## SUPPLIED ENTRIES
# # #
//! A deterministic greedy cover heuristic.
//!
//! Follows the same contract as the randomized approximation: choose a maximal biclique, remove
//! its edges, repeat. Instead of sampling it scans every uncovered edge per round, and instead
//! of recursing it keeps the shrinking uncovered set on an explicit work-stack, so dense graphs
//! can not exhaust the call stack.

use fxhash::FxHashSet;
use crate::approx::uncovered_neighbors;
use crate::bipartite::CompleteBipartiteGraph;
use crate::closure;
use crate::cust_error::ValidationError;
use crate::graph::Graph;

/// Computes a biclique cover of `graph` by repeatedly taking the maximal biclique that covers
/// the most uncovered edges. Deterministic: ties go to the lexicographically first seed edge.
/// Returns a `ValidationError` if `graph` holds a self-loop, which no biclique can cover.
pub fn greedy_cover(graph: &Graph) -> Result<Vec<CompleteBipartiteGraph>, ValidationError> {
    let mut initial: FxHashSet<(usize, usize)> = FxHashSet::default();
    for edge in graph.edges() {
        let (u, v) = edge.endpoints();
        if edge.is_loop() {
            return Err(ValidationError::LoopInCoverTarget(u))
        }
        initial.insert((u.min(v), u.max(v)));
    }
    let mut cover = Vec::new();
    let mut stack = vec![initial];
    while let Some(mut uncovered) = stack.pop() {
        if uncovered.is_empty() {
            continue;
        }
        let mut edges: Vec<(usize, usize)> = uncovered.iter().copied().collect();
        edges.sort_unstable();
        let (seed_u, seed_v) = edges[0];
        let mut best = CompleteBipartiteGraph::from_sides([seed_u], [seed_v])
            .expect("self-loops were rejected above");
        let mut best_covered = 1;
        let neighbors = |v: usize| uncovered_neighbors(&uncovered, v);
        for &(a, b) in &edges {
            let (left, right) = closure::maximal_biclique_from_edge(a, b, &neighbors);
            if left.is_empty() || right.is_empty() {
                continue;
            }
            let covered = left.len() * right.len();
            if covered > best_covered {
                best = CompleteBipartiteGraph::from_sides(left.into_iter(), right.into_iter())
                    .expect("the closure keeps its sides disjoint");
                best_covered = covered;
            }
        }
        for (u, v) in best.edge_pairs() {
            uncovered.remove(&(u.min(v), u.max(v)));
        }
        stack.push(uncovered);
        cover.push(best);
    }
    Ok(cover)
}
# # #
## ACTIVITY
Report all lines above with "push".

## EXPECTED ANSWER
        stack.push(uncovered);
        cover.push(best);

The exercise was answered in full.